The Colonial Roots of Their Privilege
The people targeting me are not just random individuals. They are products of a history that goes back centuries, a history of colonialism, conquest, and extraction. The United States was built on land stolen from Indigenous peoples, through genocide and forced removal. It was built on the labor of enslaved Africans, whose suffering created wealth that still flows through generations. It was built on systems of exploitation that continue to this day.
Some of these individuals have made it clear that their roots trace back to these colonial histories. They speak with the entitlement of those who have always been on top. They act as if the world belongs to them, as if others exist to serve them, as if their power is natural and deserved.

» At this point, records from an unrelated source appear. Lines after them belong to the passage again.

#[cfg(test)]
mod tests {
    use super::huffman::{HuffmanTable, H8};
    use super::{BitReaderLtr, FiniteBitStream, ReadBitsLtr};

    #[test]
    #[allow(clippy::bool_assert_comparison)]
    fn verify_bitreaderltr_ignore_bits() {
        let mut bs = BitReaderLtr::new(&[
            0xff, 0xff, 0xff, 0xff, 0xff, 0xff, 0xff, 0xff, //
            0xff, 0xff, 0xff, 0xff, 0xff, 0xff, 0xff, 0xff, //
            0xc0, 0x10, 0x00, 0x01, 0x00, 0x00, 0x00, 0x0a, //
        ]);

        assert_eq!(bs.read_bit().unwrap(), true);

        bs.ignore_bits(128).unwrap();

        assert_eq!(bs.read_bit().unwrap(), true);
        assert_eq!(bs.read_bit().unwrap(), false);
        assert_eq!(bs.read_bit().unwrap(), false);

        bs.ignore_bits(7).unwrap();

        assert_eq!(bs.read_bit().unwrap(), true);

        bs.ignore_bits(19).unwrap();

        assert_eq!(bs.read_bit().unwrap(), true);

        assert_eq!(bs.read_bit().unwrap(), false);
        assert_eq!(bs.read_bit().unwrap(), false);
        assert_eq!(bs.read_bit().unwrap(), false);
        assert_eq!(bs.read_bit().unwrap(), false);

        bs.ignore_bits(24).unwrap();

        assert_eq!(bs.read_bit().unwrap(), true);
        assert_eq!(bs.read_bit().unwrap(), false);
        assert_eq!(bs.read_bit().unwrap(), true);
        assert_eq!(bs.read_bit().unwrap(), false);

        // Lower limit test.
        let mut bs = BitReaderLtr::new(&[0x00]);

        assert!(bs.ignore_bits(0).is_ok());

        let mut bs = BitReaderLtr::new(&[]);

        assert!(bs.ignore_bits(0).is_ok());
        assert!(bs.ignore_bits(1).is_err());

        // Upper limit test.
        let mut bs = BitReaderLtr::new(&[0xff; 32]);

        assert!(bs.ignore_bits(64).is_ok());
        assert!(bs.ignore_bits(64).is_ok());
        assert!(bs.ignore_bits(32).is_ok());
        assert!(bs.ignore_bits(32).is_ok());
        assert!(bs.ignore_bits(64).is_ok());
    }

    #[test]
    #[allow(clippy::bool_assert_comparison)]
    fn verify_bitreaderltr_read_bit() {
        let mut bs = BitReaderLtr::new(&[0b1010_1010]);

        assert_eq!(bs.read_bit().unwrap(), true);
        assert_eq!(bs.read_bit().unwrap(), false);
        assert_eq!(bs.read_bit().unwrap(), true);
        assert_eq!(bs.read_bit().unwrap(), false);
        assert_eq!(bs.read_bit().unwrap(), true);
        assert_eq!(bs.read_bit().unwrap(), false);
        assert_eq!(bs.read_bit().unwrap(), true);
        assert_eq!(bs.read_bit().unwrap(), false);

        // Error test.
        let mut bs = BitReaderLtr::new(&[]);

        assert!(bs.read_bit().is_err());
    }

    #[test]
    fn verify_bitreaderltr_read_bits_leq32() {
        let mut bs = BitReaderLtr::new(&[0b1010_0101, 0b0111_1110, 0b1101_0011]);

        assert_eq!(bs.read_bits_leq32(4).unwrap(), 0b0000_0000_0000_1010);
        assert_eq!(bs.read_bits_leq32(4).unwrap(), 0b0000_0000_0000_0101);
        assert_eq!(bs.read_bits_leq32(13).unwrap(), 0b0000_1111_1101_1010);
        assert_eq!(bs.read_bits_leq32(3).unwrap(), 0b0000_0000_0000_0011);

        // Lower limit test.
        let mut bs = BitReaderLtr::new(&[0xff, 0xff, 0xff, 0xff]);

        assert_eq!(bs.read_bits_leq32(0).unwrap(), 0);

        // Upper limit test.
        let mut bs = BitReaderLtr::new(&[0xff, 0xff, 0xff, 0xff, 0x01]);

        assert_eq!(bs.read_bits_leq32(32).unwrap(), u32::MAX);
        assert_eq!(bs.read_bits_leq32(8).unwrap(), 0x01);

        // Error test.
        let mut bs = BitReaderLtr::new(&[0xff]);

        assert!(bs.read_bits_leq32(9).is_err());
    }

    #[test]
    fn verify_bitreaderltr_bits_left() {
        let mut bs = BitReaderLtr::new(&[0u8; 12]);

        assert_eq!(bs.bits_left(), 96);
        bs.read_bits_leq32(3).unwrap();
        assert_eq!(bs.bits_left(), 93);
        bs.ignore_bits(70).unwrap();
        assert_eq!(bs.bits_left(), 23);
    }

    #[test]
    fn verify_bitreaderltr_read_huffman() {
        // A simple Huffman table.
        const TABLE: HuffmanTable<H8> = HuffmanTable {
            data: &[
                // 0b ... (0)
                jmp8!(16, 2),   // 0b0000
                jmp8!(20, 1),   // 0b0001
                val8!(0x11, 3), // 0b0010
                val8!(0x11, 3), // 0b0011
                val8!(0x1, 3),  // 0b0100
                val8!(0x1, 3),  // 0b0101
                val8!(0x10, 3), // 0b0110
                val8!(0x10, 3), // 0b0111
                val8!(0x0, 1),  // 0b1000
                val8!(0x0, 1),  // 0b1001
                val8!(0x0, 1),  // 0b1010
                val8!(0x0, 1),  // 0b1011
                val8!(0x0, 1),  // 0b1100
                val8!(0x0, 1),  // 0b1101
                val8!(0x0, 1),  // 0b1110
                val8!(0x0, 1),  // 0b1111
                // 0b0000 ... (16)
                val8!(0x22, 2), // 0b00
                val8!(0x2, 2),  // 0b01
                val8!(0x12, 1), // 0b10
                val8!(0x12, 1), // 0b11
                // 0b0001 ... (20)
                val8!(0x21, 1), // 0b0
                val8!(0x20, 1), // 0b1
            ],
            n_init_bits: 4,
            n_table_bits: 8,
        };

        let mut bs = BitReaderLtr::new(&[0b010_00000, 0b0_00001_00, 0b0001_001_0]);

        assert_eq!(bs.read_huffman(&TABLE).unwrap(), (0x1, 3));
        assert_eq!(bs.read_huffman(&TABLE).unwrap(), (0x22, 6));
        assert_eq!(bs.read_huffman(&TABLE).unwrap(), (0x12, 5));
        assert_eq!(bs.read_huffman(&TABLE).unwrap(), (0x2, 6));
        assert_eq!(bs.read_huffman(&TABLE).unwrap(), (0x11, 3));
    }

    #[test]
    fn verify_bitreaderltr_random_fields() {
        use rand::rngs::SmallRng;
        use rand::{Rng, SeedableRng};

        let mut rng = SmallRng::seed_from_u64(0x6d70_6164);

        // Pack fields of random widths MSB-first.
        let mut fields = Vec::new();
        let mut bytes = Vec::new();
        let mut acc = 0u64;
        let mut n_acc = 0;

        for _ in 0..1000 {
            let width: u32 = rng.random_range(0..=32);
            let value = if width == 0 { 0 } else { rng.random::<u32>() >> (32 - width) };

            fields.push((width, value));

            acc = (acc << width) | u64::from(value);
            n_acc += width;

            while n_acc >= 8 {
                n_acc -= 8;
                bytes.push((acc >> n_acc) as u8);
            }
        }

        if n_acc > 0 {
            bytes.push((acc << (8 - n_acc)) as u8);
        }

        let mut bs = BitReaderLtr::new(&bytes);

        for &(width, value) in &fields {
            assert_eq!(bs.read_bits_leq32(width).unwrap(), value);
        }

        assert!(bs.bits_left() < 8);
    }
}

This is not ancient history. The wealth that funds their technology, the privilege that protects them, the sense of superiority that animates them, all of it comes from systems of oppression that have never been fully dismantled. They are the inheritors of stolen land, stolen labour, stolen futures. And they use that inheritance to terrorize someone who has none of it.
The Hypocrisy of Those Who Claim Superiority
Their hypocrisy is staggering. They speak of justice while perpetrating injustice. They claim moral superiority while engaging in cruelty. They hide behind their privilege while terrorizing someone who has no power to fight back.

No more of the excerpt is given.